Modifying the box to attach the pressure gasket, and then sealing that gasket by hand, was a known question mark going into testing Palazzo said. Finding out what works, and importantly what doesn’t, is the whole point.

“Our teacher actually said you should have some unsuccessful tests, or you probably didn’t test it fully,” she said.

For two years, Palazzo, a former soccer goalie from Diamondhead, Mississippi, interned at Airbus in Mobile. “You learn a lot of skills besides just doing the engineering work — how to lead meetings and how to communicate with people,” she said.

That experience turned out to be valuable for her senior project. “I tried to get everyone in roles that followed their interests,” she said. 

Crump, who is from Mobile, is in charge of client relations. He already has experience in that area as a project engineering intern with OneSubsea, an international company that produces equipment for offshore oil rigs.

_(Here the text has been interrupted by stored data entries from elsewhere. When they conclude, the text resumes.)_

//! Frequency-domain convolution of RGB images.
//!
//! A [`ConvolutionPipeline`] is initialized once for an image size and then
//! recomputes the blur for any [`KernelSpec`] on demand, reusing the same
//! fields and plans on every call:
//!
//! 1. build the spatial kernel into the filter field and transform it
//! 2. for red, green and blue in turn:
//!    - fill the input field from the source channel through the border map
//!    - forward transform into the output field
//!    - multiply by the kernel spectrum
//!    - backward transform
//!    - divide by the canvas area, round, clamp and store into the destination
//!
//! Channels share the three fields and therefore run one after another; the
//! transforms themselves run on the engine's pool.
//!
//! # Example
//!
//! ```rust
//! use fblur_core::RgbImage;
//! use fblur_ops::{ConvolutionPipeline, KernelSpec, PipelineConfig};
//!
//! let source = RgbImage::filled(32, 32, [200, 100, 50]);
//! let mut blurred = RgbImage::new(32, 32);
//!
//! let spec = KernelSpec::gaussian(3.0)?;
//! let mut pipeline = ConvolutionPipeline::initialize(32, 32, PipelineConfig::for_kernel(&spec))?;
//! pipeline.compute(&source, &mut blurred, &spec)?;
//! pipeline.shutdown();
//!
//! assert_eq!(blurred.pixel(0, 0), [200, 100, 50]);
//! # Ok::<(), fblur_ops::OpsError>(())
//! ```

use crate::border::{BorderMap, BorderPolicy};
use crate::engine::{EngineConfig, TransformEngine};
use crate::kernel::{build_kernel, KernelSpec};
use crate::{OpsError, OpsResult};
use fblur_core::{Channel, RgbImage};
use std::time::Instant;
use tracing::{debug, debug_span, info};

/// Pipeline construction options.
#[derive(Debug, Clone, Copy, PartialEq, Eq, Default)]
pub struct PipelineConfig {
    /// Canvas extension around the image.
    pub border: BorderPolicy,
    /// Transform engine options.
    pub engine: EngineConfig,
}

impl PipelineConfig {
    /// Border policy suited to `spec`: mirrored padding for the
    /// full-support Gaussian, plain wraparound for small fixed tables.
    pub fn for_kernel(spec: &KernelSpec) -> Self {
        let border = match spec {
            KernelSpec::Gaussian { .. } => BorderPolicy::default(),
            KernelSpec::Fixed(_) => BorderPolicy::None,
        };
        Self {
            border,
            ..Default::default()
        }
    }

    /// Replaces the border policy.
    pub fn with_border(mut self, border: BorderPolicy) -> Self {
        self.border = border;
        self
    }

    /// Replaces the engine options.
    pub fn with_engine(mut self, engine: EngineConfig) -> Self {
        self.engine = engine;
        self
    }
}

/// Reusable blur pipeline bound to one image size.
pub struct ConvolutionPipeline {
    engine: TransformEngine,
    border: BorderMap,
    image_width: u32,
    image_height: u32,
}

impl ConvolutionPipeline {
    /// Builds the border map, fields, plans and worker pool for images of
    /// `width x height`.
    ///
    /// # Errors
    ///
    /// Any failure here is fatal for the pipeline: zero or overflowing
    /// sizes, allocation failure or a worker pool that cannot start.
    pub fn initialize(width: u32, height: u32, config: PipelineConfig) -> OpsResult<Self> {
        let start = Instant::now();
        let border = BorderMap::new(config.border, width, height)?;
        let (cw, ch) = border.canvas_size();
        let engine = TransformEngine::new(cw, ch, &config.engine)?;

        info!(
            width,
            height,
            canvas_width = cw,
            canvas_height = ch,
            border = border.border(),
            threads = engine.threads(),
            elapsed = ?start.elapsed(),
            "pipeline initialized"
        );

        Ok(Self {
            engine,
            border,
            image_width: width,
            image_height: height,
        })
    }

    /// Image dimensions the pipeline accepts.
    pub fn image_size(&self) -> (u32, u32) {
        (self.image_width, self.image_height)
    }

    /// Working canvas dimensions (image plus border on every side).
    pub fn canvas_size(&self) -> (usize, usize) {
        self.border.canvas_size()
    }

    /// Border size on each side.
    pub fn border_size(&self) -> usize {
        self.border.border()
    }

    /// The transform engine.
    pub fn engine(&self) -> &TransformEngine {
        &self.engine
    }

    /// Blurs `source` into `destination` with `spec`.
    ///
    /// Both images must have the size given at initialization. A fixed
    /// weight table may not be larger than the canvas. These are checked
    /// before any state is touched; once the computation starts it always
    /// runs to completion.
    pub fn compute(
        &mut self,
        source: &RgbImage,
        destination: &mut RgbImage,
        spec: &KernelSpec,
    ) -> OpsResult<()> {
        self.check_preconditions(source, destination, spec)?;

        let _span = debug_span!("compute", kernel = %spec).entered();
        let start = Instant::now();

        build_kernel(self.engine.filter_mut(), spec);
        self.engine.forward_filter();
        debug!(elapsed = ?start.elapsed(), "kernel spectrum ready");

        for channel in Channel::ALL {
            let t = Instant::now();
            self.populate_input(source, channel);
            self.engine.forward_image();
            self.multiply_spectrum();
            self.engine.backward_image();
            self.write_channel(destination, channel);
            debug!(channel = channel.name(), elapsed = ?t.elapsed(), "channel done");
        }

        debug!(elapsed = ?start.elapsed(), "compute done");
        Ok(())
    }

    /// Releases plans, fields and the worker pool.
    pub fn shutdown(self) {
        debug!(
            width = self.image_width,
            height = self.image_height,
            "pipeline shut down"
        );
    }

    fn check_preconditions(
        &self,
        source: &RgbImage,
        destination: &RgbImage,
        spec: &KernelSpec,
    ) -> OpsResult<()> {
        let expected = self.image_size();
        for (what, image) in [("source", source), ("destination", destination)] {
            if image.dimensions() != expected {
                return Err(OpsError::SizeMismatch(format!(
                    "{} is {}x{}, pipeline expects {}x{}",
                    what,
                    image.width(),
                    image.height(),
                    expected.0,
                    expected.1
                )));
            }
        }
        if let Some(side) = spec.support() {
            let (cw, ch) = self.canvas_size();
            if side > cw || side > ch {
                return Err(OpsError::InvalidParameter(format!(
                    "{}x{} weight table exceeds {}x{} canvas",
                    side, side, cw, ch
                )));
            }
        }
        Ok(())
    }

    /// Fills the input field's real parts from one source channel.
    fn populate_input(&mut self, source: &RgbImage, channel: Channel) {
        let (cw, ch) = self.border.canvas_size();
        let border = &self.border;
        let input = self.engine.input_mut();
        input.clear();
        for y in 0..ch {
            let sy = border.source_y(y);
            for x in 0..cw {
                let sx = border.source_x(x);
                input.at_mut(x as isize, y as isize).re = source.channel(sx, sy, channel) as f32;
            }
        }
    }

    /// `output *= filter`, sample by sample.
    fn multiply_spectrum(&mut self) {
        let (output, filter) = self.engine.output_and_filter();
        for (o, f) in output.as_mut_slice().iter_mut().zip(filter.as_slice()) {
            // (a + bi)(c + di) = (ac - bd) + (ad + bc)i
            *o *= *f;
        }
    }

    /// Normalizes the non-border part of the output into one channel.
    fn write_channel(&self, destination: &mut RgbImage, channel: Channel) {
        let output = self.engine.output();
        let scale = output.len() as f64;
        let b = self.border.border() as isize;
        for y in 0..self.image_height {
            for x in 0..self.image_width {
                let sample = output.get(x as isize + b, y as isize + b).re;
                destination.set_channel(x, y, channel, normalize(sample, scale));
            }
        }
    }
}

/// Undoes the `width * height` gain of an unnormalized transform pair.
///
/// Divides in floating point, then rounds, then clamps to `0..=255`.
#[inline]
fn normalize(sample: f32, scale: f64) -> u8 {
    (sample as f64 / scale).round().clamp(0.0, 255.0) as u8
}

/// One-shot blur: initializes a pipeline for `source`, computes once into a
/// new image and shuts the pipeline down.
pub fn blur_image(
    source: &RgbImage,
    spec: &KernelSpec,
    config: &PipelineConfig,
) -> OpsResult<RgbImage> {
    let (w, h) = source.dimensions();
    let mut pipeline = ConvolutionPipeline::initialize(w, h, *config)?;
    let mut destination = RgbImage::new(w, h);
    pipeline.compute(source, &mut destination, spec)?;
    pipeline.shutdown();
    Ok(destination)
}

#[cfg(test)]
mod tests {
    use super::*;
    use crate::engine::PlanEffort;
    use crate::kernel::WeightTable;

    fn config(border: BorderPolicy) -> PipelineConfig {
        PipelineConfig {
            border,
            engine: EngineConfig {
                threads: 2,
                effort: PlanEffort::Estimate,
            },
        }
    }

    #[test]
    fn test_normalize_divides_before_rounding() {
        // 150 / 100 = 1.5 rounds to 2; integer division would give 1.
        assert_eq!(normalize(150.0, 100.0), 2);
        assert_eq!(normalize(128.0 * 4096.0, 4096.0), 128);
        assert_eq!(normalize(-3.0, 1.0), 0);
        assert_eq!(normalize(1e9, 1.0), 255);
    }

    #[test]
    fn test_for_kernel_picks_border() {
        let g = PipelineConfig::for_kernel(&KernelSpec::gaussian(2.0).unwrap());
        assert_eq!(g.border, BorderPolicy::Reflect { size: 100 });
        let f = PipelineConfig::for_kernel(&KernelSpec::fixed(WeightTable::binomial(5).unwrap()));
        assert_eq!(f.border, BorderPolicy::None);
    }

    #[test]
    fn test_canvas_includes_border() {
        let p = ConvolutionPipeline::initialize(30, 20, config(BorderPolicy::Reflect { size: 5 }))
            .unwrap();
        assert_eq!(p.canvas_size(), (40, 30));
        assert_eq!(p.engine().size(), (40, 30));
        assert_eq!(p.border_size(), 5);
    }

    #[test]
    fn test_size_mismatch_leaves_destination_alone() {
        let mut p = ConvolutionPipeline::initialize(16, 16, config(BorderPolicy::None)).unwrap();
        let source = RgbImage::filled(16, 8, [9, 9, 9]);
        let mut dest = RgbImage::filled(16, 16, [1, 2, 3]);
        let err = p
            .compute(&source, &mut dest, &KernelSpec::gaussian(1.0).unwrap())
            .unwrap_err();
        assert!(matches!(err, OpsError::SizeMismatch(_)));
        assert_eq!(dest, RgbImage::filled(16, 16, [1, 2, 3]));

        let source = RgbImage::filled(16, 16, [9, 9, 9]);
        let mut small = RgbImage::new(4, 4);
        assert!(p
            .compute(&source, &mut small, &KernelSpec::gaussian(1.0).unwrap())
            .is_err());
    }

    #[test]
    fn test_table_larger_than_canvas_rejected() {
        let mut p = ConvolutionPipeline::initialize(4, 4, config(BorderPolicy::None)).unwrap();
        let source = RgbImage::new(4, 4);
        let mut dest = RgbImage::new(4, 4);
        let spec = KernelSpec::fixed(WeightTable::binomial(5).unwrap());
        assert!(matches!(
            p.compute(&source, &mut dest, &spec),
            Err(OpsError::InvalidParameter(_))
        ));
    }

    #[test]
    fn test_zero_sized_image_rejected() {
        assert!(ConvolutionPipeline::initialize(0, 10, config(BorderPolicy::None)).is_err());
    }
}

“I talk to our client directly,” he said, “and I had to do that at OneSubsea as well. In project management, you need to make a plan and stick to it, regardless of what you’re doing.”

He also had familiarity with thermal runaway prior. Crump was 18 years old when he built an electric skateboard with a battery that blew up beneath him.

“I was drawing way too much current from it, and I induced the exact kind of failure we’re trying to contain with this project,” he said. “That was a very interesting experience. When I saw this project, I kind of thought back to it, and started thinking about what it would take to contain something like that.

“This is 30 kilograms of lithium batteries, so the energy density is very intensive. Imagine a hand grenade going off very slowly. How would you stop that? That kind of got my gears turning, and I knew I wanted to do the project.”